Fort Worth

Fort Worth Massage Therapist Tapped for USA Olympics Medical Team

Vaughn must know about every sport and he must know exactly how to treat every athlete

NBCUniversal, Inc.

Hundreds of USA Olympic athletes are scheduled to compete in the Tokyo Olympics starting on July 23. But there is a supporting staff behind them that rarely gets recognition.

Benny Vaught is a member of the supporting staff and is a licensed and board-certified massage therapist from Fort Worth and this Olympics will not be his first rodeo.

“This will be my fifth USA Olympic medical team. All of us are hand-picked. You have to have worked with the athletes in the past at various events leading up to the Olympics to be chosen,” Vaughn said. “I served as the Medical Liaison at Olympic Stadium for the Centennial Olympic Games in Atlanta 1996. I was selected for the Medical and Performance Preparation Staff for USA Track and Field for Athens 2004, Beijing 2008, London 2012.”

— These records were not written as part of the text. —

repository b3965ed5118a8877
//! A minimal user-space IPv4 stack for hosts with no kernel TCP/IP but a
//! raw serial link: SLIP framing, the Internet checksum, and packet
//! construction/parsing for ICMP echo, UDP/DNS, UDP/NTPv3, and a
//! single-connection TCP client.
//!
//! Every layer above [`serial::SerialLink`] is a set of pure functions over
//! a caller-owned byte buffer; the serial link is the only long-lived,
//! stateful object in the stack.

pub mod checksum;
pub mod dns;
pub mod error;
pub mod icmp;
pub mod ipv4;
pub mod ntp;
pub mod ping;
mod prng;
pub mod serial;
pub mod seq;
pub mod slip;
pub mod tcp;
pub mod udp;

pub use error::{Error, Result};
pub use serial::{SerialConfig, SerialLink};
pub use slip::Slip;

/// Minimum scratch buffer size for any packet this stack builds or parses.
pub const PACKET_SIZE: usize = 1536;

/// Opens the configured serial device and wraps it in a SLIP framer. The
/// returned [`Slip`] is the one handle every protocol layer operates
/// through.
pub fn setup(config: SerialConfig) -> Result<Slip> {
    let link = SerialLink::open(config)?;
    Ok(Slip::new(link))
}
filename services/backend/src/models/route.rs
/// A query parameter forwarded to the upstream.
#[derive(Clone, Copy, Debug)]
pub struct QueryParam {
    /// Name as sent by the client
    pub name: &'static str,
    /// Name the upstream expects
    pub upstream_name: &'static str,
    /// Sent when the client omits the parameter. `None` means omit it entirely.
    pub default: Option<&'static str>,
}

impl QueryParam {
    pub const fn required(name: &'static str) -> Self {
        QueryParam { name, upstream_name: name, default: None }
    }

    pub const fn renamed(name: &'static str, upstream_name: &'static str) -> Self {
        QueryParam { name, upstream_name, default: None }
    }

    pub const fn optional(name: &'static str, default: &'static str) -> Self {
        QueryParam { name, upstream_name: name, default: Some(default) }
    }
}

/// Maps one local endpoint (relative to `/api`) onto one upstream endpoint.
///
/// Both `path` and `upstream` use `{name}` captures; every capture in `upstream`
/// must also appear in `path`.
#[derive(Clone, Copy, Debug)]
pub struct RouteDescriptor {
    pub path: &'static str,
    pub upstream: &'static str,
    pub params: &'static [QueryParam],
}

impl RouteDescriptor {
    /// Pairs each `{name}` in the local pattern with the matching raw segment of
    /// `request_path`, still percent-encoded.
    ///
    /// Segments are aligned from the end so the result doesn't depend on whether
    /// the `/api` prefix was stripped by nesting.
    pub fn raw_captures<'p>(&self, request_path: &'p str) -> Vec<(&'static str, &'p str)> {
        let depth = self.path.split('/').count();
        let segments: Vec<&'p str> = request_path.split('/').collect();
        let offset = segments.len().saturating_sub(depth);

        self.path
            .split('/')
            .zip(&segments[offset..])
            .filter_map(|(pattern, segment)| {
                pattern
                    .strip_prefix('{')
                    .and_then(|name| name.strip_suffix('}'))
                    .map(|name| (name, *segment))
            })
            .collect()
    }

    /// Substitutes captured path segments into the upstream template, unchanged.
    pub fn upstream_path<'a, I>(&self, captures: I) -> String
    where
        I: IntoIterator<Item = (&'a str, &'a str)>,
    {
        let mut path = self.upstream.to_string();
        for (name, value) in captures {
            path = path.replace(&format!("{{{}}}", name), value);
        }
        path
    }
}

const LIMIT: QueryParam = QueryParam::optional("limit", "50");
const QUERY: QueryParam = QueryParam::required("query");
const SEARCH: &[QueryParam] = &[QUERY, LIMIT];

pub static ROUTES: &[RouteDescriptor] = &[
    RouteDescriptor {
        path: "/modules",
        upstream: "/modules",
        params: &[QueryParam::optional("language", "english,hindi")],
    },
    RouteDescriptor { path: "/search/songs", upstream: "/search/songs", params: SEARCH },
    RouteDescriptor {
        path: "/songs",
        upstream: "/songs",
        params: &[QueryParam::renamed("ids", "id")],
    },
    RouteDescriptor { path: "/search/artists", upstream: "/search/artists", params: SEARCH },
    RouteDescriptor { path: "/artists/{artist_id}", upstream: "/artists/{artist_id}", params: &[] },
    RouteDescriptor {
        path: "/artists/{artist_id}/songs",
        upstream: "/artists/{artist_id}/songs",
        params: &[LIMIT],
    },
    RouteDescriptor { path: "/search/albums", upstream: "/search/albums", params: SEARCH },
    RouteDescriptor { path: "/albums/{album_id}", upstream: "/albums/{album_id}", params: &[] },
    RouteDescriptor {
        path: "/albums/{album_id}/songs",
        upstream: "/albums/{album_id}/songs",
        params: &[LIMIT],
    },
    RouteDescriptor { path: "/search/playlists", upstream: "/search/playlists", params: SEARCH },
    RouteDescriptor {
        path: "/playlists/{playlist_id}",
        upstream: "/playlists/{playlist_id}",
        params: &[],
    },
    RouteDescriptor {
        path: "/playlists/{playlist_id}/songs",
        upstream: "/playlists/{playlist_id}/songs",
        params: &[LIMIT],
    },
    RouteDescriptor { path: "/browse/new-releases", upstream: "/browse/new-releases", params: &[LIMIT] },
];

#[cfg(test)]
mod tests {
    use super::*;
    use std::collections::HashSet;

    fn captures(template: &str) -> HashSet<&str> {
        template
            .split('/')
            .filter_map(|seg| seg.strip_prefix('{').and_then(|s| s.strip_suffix('}')))
            .collect()
    }

    #[test]
    fn paths_are_unique() {
        let paths: HashSet<_> = ROUTES.iter().map(|r| r.path).collect();
        assert_eq!(paths.len(), ROUTES.len());
        assert_eq!(ROUTES.len(), 13);
    }

    #[test]
    fn upstream_captures_come_from_local_path() {
        for route in ROUTES {
            assert!(
                captures(route.upstream).is_subset(&captures(route.path)),
                "{} references a capture it cannot fill",
                route.upstream
            );
        }
    }

    #[test]
    fn raw_captures_keep_encoding() {
        let route = ROUTES
            .iter()
            .find(|r| r.path == "/artists/{artist_id}/songs")
            .unwrap();
        assert_eq!(
            route.raw_captures("/api/artists/a%3Fx/songs"),
            vec![("artist_id", "a%3Fx")]
        );
        assert_eq!(
            route.raw_captures("/artists/%FF/songs"),
            vec![("artist_id", "%FF")]
        );
    }

    #[test]
    fn substitutes_segments_verbatim() {
        let route = ROUTES
            .iter()
            .find(|r| r.path == "/albums/{album_id}/songs")
            .unwrap();
        assert_eq!(
            route.upstream_path([("album_id", "a%20b")]),
            "/albums/a%20b/songs"
        );
    }
}
pub mod relay;
pub mod root;
pub use relay::relay_routes;
pub use root::{health_check_route, root_route};
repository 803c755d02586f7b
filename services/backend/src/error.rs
use axum::{
    http::StatusCode,
    response::{IntoResponse, Json, Response},
};
use thiserror::Error;

/// Everything that can go wrong while relaying: connect/timeout failures, a
/// non-2xx upstream status, or a body that isn't JSON. All of them surface the
/// same way to the client.
#[derive(Debug, Error)]
pub enum RelayError {
    #[error("{0}")]
    Upstream(#[from] reqwest::Error),
}

impl IntoResponse for RelayError {
    fn into_response(self) -> Response {
        (
            StatusCode::INTERNAL_SERVER_ERROR,
            Json(serde_json::json!({"error": self.to_string()})),
        )
            .into_response()
    }
}
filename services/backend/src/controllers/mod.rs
pub mod relay;
pub use relay::RelayController;
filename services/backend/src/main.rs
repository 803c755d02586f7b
use anyhow::Context;
use tracing::info;
use tracing_subscriber::{fmt, EnvFilter};

use backend::build_app;
use backend::models::route::ROUTES;
use backend::settings::Settings;

#[tokio::main]
async fn main() -> anyhow::Result<()> {
    let settings = Settings::from_env().context("Invalid configuration")?;

    fmt()
        .with_env_filter(EnvFilter::from_default_env().add_directive(settings.mode.log_level().into()))
        .with_target(false)
        .init();

    // Log which settings are configured (NOT their values!)
    info!("Settings configured from env: {:?} ({:?} mode)", settings.configured, settings.mode);

    let app = build_app(&settings);

    let listener = tokio::net::TcpListener::bind(settings.listen_addr())
        .await
        .with_context(|| format!("Failed to bind {}", settings.listen_addr()))?;
    let local_addr = listener.local_addr().context("Failed to read bound address")?;

    info!("🎧 Catalog relay listening on {}", local_addr);
    if !settings.backend_url.is_empty() {
        info!("🌐 Advertised as {}", settings.backend_url);
    }
    info!("📡 Relaying {} routes to {}", ROUTES.len(), settings.upstream_url());

    axum::serve(listener, app)
        .with_graceful_shutdown(shutdown_signal())
        .await
        .context("Server error")?;

    info!("Relay stopped");
    Ok(())
}

async fn shutdown_signal() {
    if let Err(e) = tokio::signal::ctrl_c().await {
        tracing::error!("Failed to listen for shutdown signal: {}", e);
        std::future::pending::<()>().await;
    }
    info!("Shutdown signal received");
}
//! Shared helpers: a mock catalog upstream and a one-shot request driver.
#![allow(dead_code)]

use axum::body::Body;
use axum::extract::Query;
use axum::http::{Request, StatusCode, Uri};
use axum::{Json, Router};
use serde_json::{json, Value};
use std::collections::HashMap;
use tokio::net::TcpListener;
use tower::ServiceExt;

use backend::build_app;
use backend::settings::Settings;

/// Serve `app` on an ephemeral port and return its base URL.
pub async fn spawn_upstream(app: Router) -> String {
    let listener = TcpListener::bind("127.0.0.1:0").await.unwrap();
    let addr = listener.local_addr().unwrap();
    tokio::spawn(async move {
        axum::serve(listener, app).await.unwrap();
    });
    format!("http://{}", addr)
}

/// Upstream that answers every GET with the raw path and decoded query it received.
pub fn echo_upstream() -> Router {
    Router::new().fallback(
        |uri: Uri, Query(params): Query<HashMap<String, String>>| async move {
            Json(json!({
                "path": uri.path(),
                "raw_query": uri.query(),
                "query": params,
            }))
        },
    )
}

/// A base URL nothing is listening on.
pub async fn dead_upstream() -> String {
    let listener = TcpListener::bind("127.0.0.1:0").await.unwrap();
    let addr = listener.local_addr().unwrap();
    drop(listener);
    format!("http://{}", addr)
}

pub fn relay_for(upstream: &str) -> Router {
    let settings = Settings::with_upstream(upstream).expect("valid upstream url");
    build_app(&settings)
}

pub async fn get_json(app: &Router, uri: &str) -> (StatusCode, Value) {
    let response = app
        .clone()
        .oneshot(Request::builder().uri(uri).body(Body::empty()).unwrap())
        .await
        .expect("router handled request");
    let status = response.status();
    let bytes = axum::body::to_bytes(response.into_body(), usize::MAX)
        .await
        .unwrap();
    let body = serde_json::from_slice(&bytes).unwrap_or(Value::Null);
    (status, body)
}
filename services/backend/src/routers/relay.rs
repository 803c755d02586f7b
// Catalog relay routes
use axum::{
    extract::{RawQuery, State},
    http::Uri,
    routing::{get, MethodRouter},
    Router,
};

use crate::controllers::RelayController;
use crate::models::route::RouteDescriptor;

/// One GET handler per descriptor, all backed by the same forwarder.
pub fn relay_routes(routes: &'static [RouteDescriptor]) -> Router<RelayController> {
    routes
        .iter()
        .fold(Router::new(), |router, route| router.route(route.path, relay_handler(route)))
}

// Captures and query are read from the raw request so nothing is decoded twice
// and no extractor can reject the request before it reaches the upstream.
fn relay_handler(route: &'static RouteDescriptor) -> MethodRouter<RelayController> {
    get(
        move |State(relay): State<RelayController>, uri: Uri, RawQuery(raw_query): RawQuery| async move {
            let captures = route.raw_captures(uri.path());
            let query = parse_query(raw_query.as_deref());
            relay.forward(route, &captures, &query).await
        },
    )
}

/// Lossy form decoding; repeated keys are kept in request order.
pub fn parse_query(raw: Option<&str>) -> Vec<(String, String)> {
    raw.map(|q| {
        url::form_urlencoded::parse(q.as_bytes())
            .into_owned()
            .collect()
    })
    .unwrap_or_default()
}
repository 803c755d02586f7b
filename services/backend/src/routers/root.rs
use axum::{extract::State, response::IntoResponse, Json};
use serde::Serialize;

use crate::controllers::RelayController;
use crate::models::route::ROUTES;

#[derive(Debug, Serialize)]
pub struct ServiceInfo {
    pub service: &'static str,
    pub upstream: String,
    pub routes: Vec<String>,
}

pub async fn root_route(State(relay): State<RelayController>) -> impl IntoResponse {
    Json(ServiceInfo {
        service: env!("CARGO_PKG_NAME"),
        upstream: relay.upstream_url().to_string(),
        routes: ROUTES.iter().map(|r| format!("/api{}", r.path)).collect(),
    })
}

pub async fn health_check_route() -> impl IntoResponse {
    Json(serde_json::json!({"status": "ok"}))
}
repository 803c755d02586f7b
pub mod route;
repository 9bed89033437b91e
use crate::admin::{describe_board, BoardDescription};
use crate::server::ServerTx;
use actix_web::error;
use actix_web::web;
use actix_web::Responder;
use actix_web::Result;
use askama_actix::Template;
use system::Participant;

#[derive(Template)]
#[template(path = "admin-index.html")]
pub struct AdminIndexTemplate {
    participants: Vec<Participant>,
    connections: usize,
    history_len: usize,
    history_capacity: usize,
    strokes: usize,
    shapes: usize,
}

impl From<BoardDescription> for AdminIndexTemplate {
    fn from(board: BoardDescription) -> Self {
        Self {
            participants: board.participants,
            connections: board.connections,
            history_len: board.history_len,
            history_capacity: board.history_capacity,
            strokes: board.strokes,
            shapes: board.shapes,
        }
    }
}

pub fn configure_admin_handlers(cfg: &mut web::ServiceConfig) {
    cfg.service(web::resource("/admin/").route(web::get().to(admin_index)));
}

pub async fn admin_index(srv_tx: web::Data<ServerTx>) -> Result<impl Responder> {
    let board = describe_board(srv_tx.get_ref())
        .await
        .map_err(error::ErrorInternalServerError)?;
    Ok(AdminIndexTemplate::from(board))
}
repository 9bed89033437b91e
use std::time::{Duration, Instant};

use actix::{
    Actor, ActorContext, AsyncContext, Handler, Message, Recipient, Running, StreamHandler,
};
use actix_web::{web, Error, HttpRequest, HttpResponse};
use actix_web_actors::ws;
use tokio::sync::mpsc;

use system::uuid::Uuid;
use system::{ClientMessage, ConnectionId, ServerMessage};

use crate::connection_tx_storage::ConnectionTx;
use crate::server::ServerTx;

#[derive(Debug)]
pub enum ConnectionCommand {
    Connect {
        connection_id: ConnectionId,
        tx: ConnectionTx,
    },
    Disconnect {
        from: ConnectionId,
    },
    Message {
        from: ConnectionId,
        message: ClientMessage,
    },
}

#[derive(Debug, Clone, Copy, PartialEq, Eq)]
pub struct ConnectionOptions {
    pub heartbeat_interval: Duration,
    pub client_timeout: Duration,
    /// Outbound messages queued per connection before new ones are dropped.
    pub outbound_buffer: usize,
}

impl Default for ConnectionOptions {
    fn default() -> Self {
        Self {
            heartbeat_interval: Duration::from_secs(25),
            client_timeout: Duration::from_secs(60),
            outbound_buffer: 1024,
        }
    }
}

#[derive(Message)]
#[rtype(result = "()")]
struct Egress(ServerMessage);

struct ConnectionActor {
    connection_id: ConnectionId,
    srv_tx: ServerTx,
    options: ConnectionOptions,
    last_seen: Instant,
}

impl ConnectionActor {
    fn new(srv_tx: ServerTx, options: ConnectionOptions) -> Self {
        Self {
            connection_id: Uuid::new_v4(),
            srv_tx,
            options,
            last_seen: Instant::now(),
        }
    }

    fn send_to_server(&self, command: ConnectionCommand) {
        if self.srv_tx.send(command.into()).is_err() {
            log::error!("Server is gone, dropping command from {}", self.connection_id);
        }
    }

    fn ingress(&self, text: &str) {
        match ClientMessage::from_json(text) {
            Ok(message) => self.send_to_server(ConnectionCommand::Message {
                from: self.connection_id,
                message,
            }),
            Err(err) => log::warn!("Ignoring frame from {}: {}", self.connection_id, err),
        }
    }

    fn heartbeat(&self, ctx: &mut ws::WebsocketContext<Self>) {
        let timeout = self.options.client_timeout;
        ctx.run_interval(self.options.heartbeat_interval, move |act, ctx| {
            if Instant::now().duration_since(act.last_seen) > timeout {
                log::warn!("Connection {} timed out", act.connection_id);
                ctx.stop();
                return;
            }
            ctx.ping(b"");
        });
    }
}

impl Actor for ConnectionActor {
    type Context = ws::WebsocketContext<Self>;

    fn started(&mut self, ctx: &mut Self::Context) {
        let (tx, rx) = mpsc::channel::<ServerMessage>(self.options.outbound_buffer);

        // Must reach the server before any ingress from this connection.
        self.send_to_server(ConnectionCommand::Connect {
            connection_id: self.connection_id,
            tx,
        });

        tokio::spawn(relay(self.connection_id, rx, ctx.address().recipient()));

        self.heartbeat(ctx);
    }

    fn stopping(&mut self, _: &mut Self::Context) -> Running {
        self.send_to_server(ConnectionCommand::Disconnect {
            from: self.connection_id,
        });
        Running::Stop
    }
}

/// Moves outbound messages into the actor one at a time. Each hand-off waits
/// until the actor has taken the message, and the actor only runs while the
/// socket is being written, so a stalled client leaves `rx` to fill up.
async fn relay(
    connection_id: ConnectionId,
    mut rx: mpsc::Receiver<ServerMessage>,
    addr: Recipient<Egress>,
) {
    log::debug!("connection {} relay - started", connection_id);
    while let Some(message) = rx.recv().await {
        if addr.send(Egress(message)).await.is_err() {
            break;
        }
    }
    log::debug!("connection {} relay - terminated", connection_id);
}

/// Ingress
impl StreamHandler<Result<ws::Message, ws::ProtocolError>> for ConnectionActor {
    fn handle(&mut self, msg: Result<ws::Message, ws::ProtocolError>, ctx: &mut Self::Context) {
        let msg = match msg {
            Ok(msg) => msg,
            Err(err) => {
                log::warn!("Connection error on {}: {}", self.connection_id, err);
                ctx.stop();
                return;
            }
        };
        self.last_seen = Instant::now();

        match msg {
            ws::Message::Ping(bytes) => ctx.pong(&bytes),
            ws::Message::Pong(_) => (),
            ws::Message::Text(text) => {
                log::debug!("Ingress size: {}", text.len());
                self.ingress(&text);
            }
            ws::Message::Binary(bin) => match std::str::from_utf8(&bin) {
                Ok(text) => self.ingress(text),
                Err(_) => log::warn!("Ignoring non UTF-8 frame from {}", self.connection_id),
            },
            ws::Message::Close(reason) => {
                ctx.close(reason);
                ctx.stop();
            }
            ws::Message::Continuation(_) => {
                log::warn!("Ignoring fragmented frame from {}", self.connection_id)
            }
            ws::Message::Nop => (),
        }
    }
}

/// Egress
impl Handler<Egress> for ConnectionActor {
    type Result = ();

    fn handle(&mut self, msg: Egress, ctx: &mut ws::WebsocketContext<Self>) -> Self::Result {
        let Egress(message) = msg;
        log::debug!("Egress {} to {}", message.event_name(), self.connection_id);
        match message.to_json() {
            Ok(text) => ctx.text(text),
            Err(err) => log::error!("Could not encode {}: {}", message.event_name(), err),
        }
    }
}

pub async fn ws_index(
    req: HttpRequest,
    stream: web::Payload,
    srv_tx: web::Data<ServerTx>,
    options: web::Data<ConnectionOptions>,
) -> Result<HttpResponse, Error> {
    ws::start(
        ConnectionActor::new(srv_tx.get_ref().clone(), *options.get_ref()),
        &req,
        stream,
    )
}
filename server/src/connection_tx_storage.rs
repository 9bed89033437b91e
use std::collections::HashMap;
use system::{ConnectionId, ServerMessage};
use tokio::sync::mpsc::error::TrySendError;

pub type ConnectionTx = tokio::sync::mpsc::Sender<ServerMessage>;

/// Outbound handles of every live connection.
///
/// Sends never wait: a recipient whose buffer is full misses that message,
/// and nobody else is held up by it.
pub struct ConnectionTxStorage {
    connection_txs: HashMap<ConnectionId, ConnectionTx>,
}

impl ConnectionTxStorage {
    pub fn new() -> Self {
        Self {
            connection_txs: HashMap::new(),
        }
    }

    pub fn insert(&mut self, connection_id: ConnectionId, tx: ConnectionTx) {
        self.connection_txs.insert(connection_id, tx);
    }

    pub fn remove(&mut self, connection_id: &ConnectionId) -> Option<ConnectionTx> {
        self.connection_txs.remove(connection_id)
    }

    pub fn len(&self) -> usize {
        self.connection_txs.len()
    }

    pub fn send(&self, to: &ConnectionId, message: ServerMessage) -> bool {
        if let Some(tx) = self.connection_txs.get(to) {
            deliver(to, tx, message)
        } else {
            log::warn!("No connection {} to send {} to", to, message.event_name());
            false
        }
    }

    /// Returns the number of recipients the message was queued for.
    pub fn send_all(&self, message: &ServerMessage) -> usize {
        self.fan_out(None, message)
    }

    pub fn send_all_except(&self, without: &ConnectionId, message: &ServerMessage) -> usize {
        self.fan_out(Some(without), message)
    }

    fn fan_out(&self, without: Option<&ConnectionId>, message: &ServerMessage) -> usize {
        let sent = self
            .connection_txs
            .iter()
            .filter(|(connection_id, _)| Some(*connection_id) != without)
            .filter(|(connection_id, tx)| deliver(connection_id, tx, message.clone()))
            .count();
        log::debug!("Broadcast {} to {} connection(s)", message.event_name(), sent);
        sent
    }
}

fn deliver(to: &ConnectionId, tx: &ConnectionTx, message: ServerMessage) -> bool {
    match tx.try_send(message) {
        Ok(()) => true,
        Err(TrySendError::Full(message)) => {
            log::warn!(
                "Connection {} is not keeping up, dropped {}",
                to,
                message.event_name()
            );
            false
        }
        Err(TrySendError::Closed(_)) => {
            log::debug!("Connection {} already closed", to);
            false
        }
    }
}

I was selected by the USOPC Medical Staff to serve on the Tokyo 2020 Sports Medical Team as the Senior Hands-on Soft Tissue Therapist providing massage therapy, assisted stretching, performance preparation and recovery care for all USA Athletes in the Olympic Village.

Unlike Olympic athletes, Vaughn must know about every sport. He said he must know exactly how to treat every athlete, no matter their sport. For him, it’s about much more than the physical.

“Many people see the massage therapist and they think we just give people a rub down. There is so much more going on with that one on one interaction we get with the athletes,” Vaughn said.

He said that is especially true in this Olympic cycle. The athletes have gone through so much physically and mentally trying to train through a global pandemic.

“I am also helping their mindset. The massage therapist is often, outside of their coach, the very last person contact they have before they walk into [the venue to compete],” Vaughn said.

It’s a lot of pressure and a lot of responsibility Vaughn said he has been training for, just like the athletes.

“It’s not like we are open from 9am-5pm. You’re open if the athletes need care. That often translates into 12-hour days or it could be even longer. These are Olympians and world class athletes that stepped up and figured out a way, so I had to figure out a way as well,” Vaughn said.

Vaught was one of the first Black men to integrate the University of Florida athletics program in 1969, so for him, sports is so much more than just a moment in time. Now that he has been serving athletes in this capacity for the last 40 years, he says he is thankful that Benny Vaughn Therapy of Fort Worth, is going to be part of Olympic history.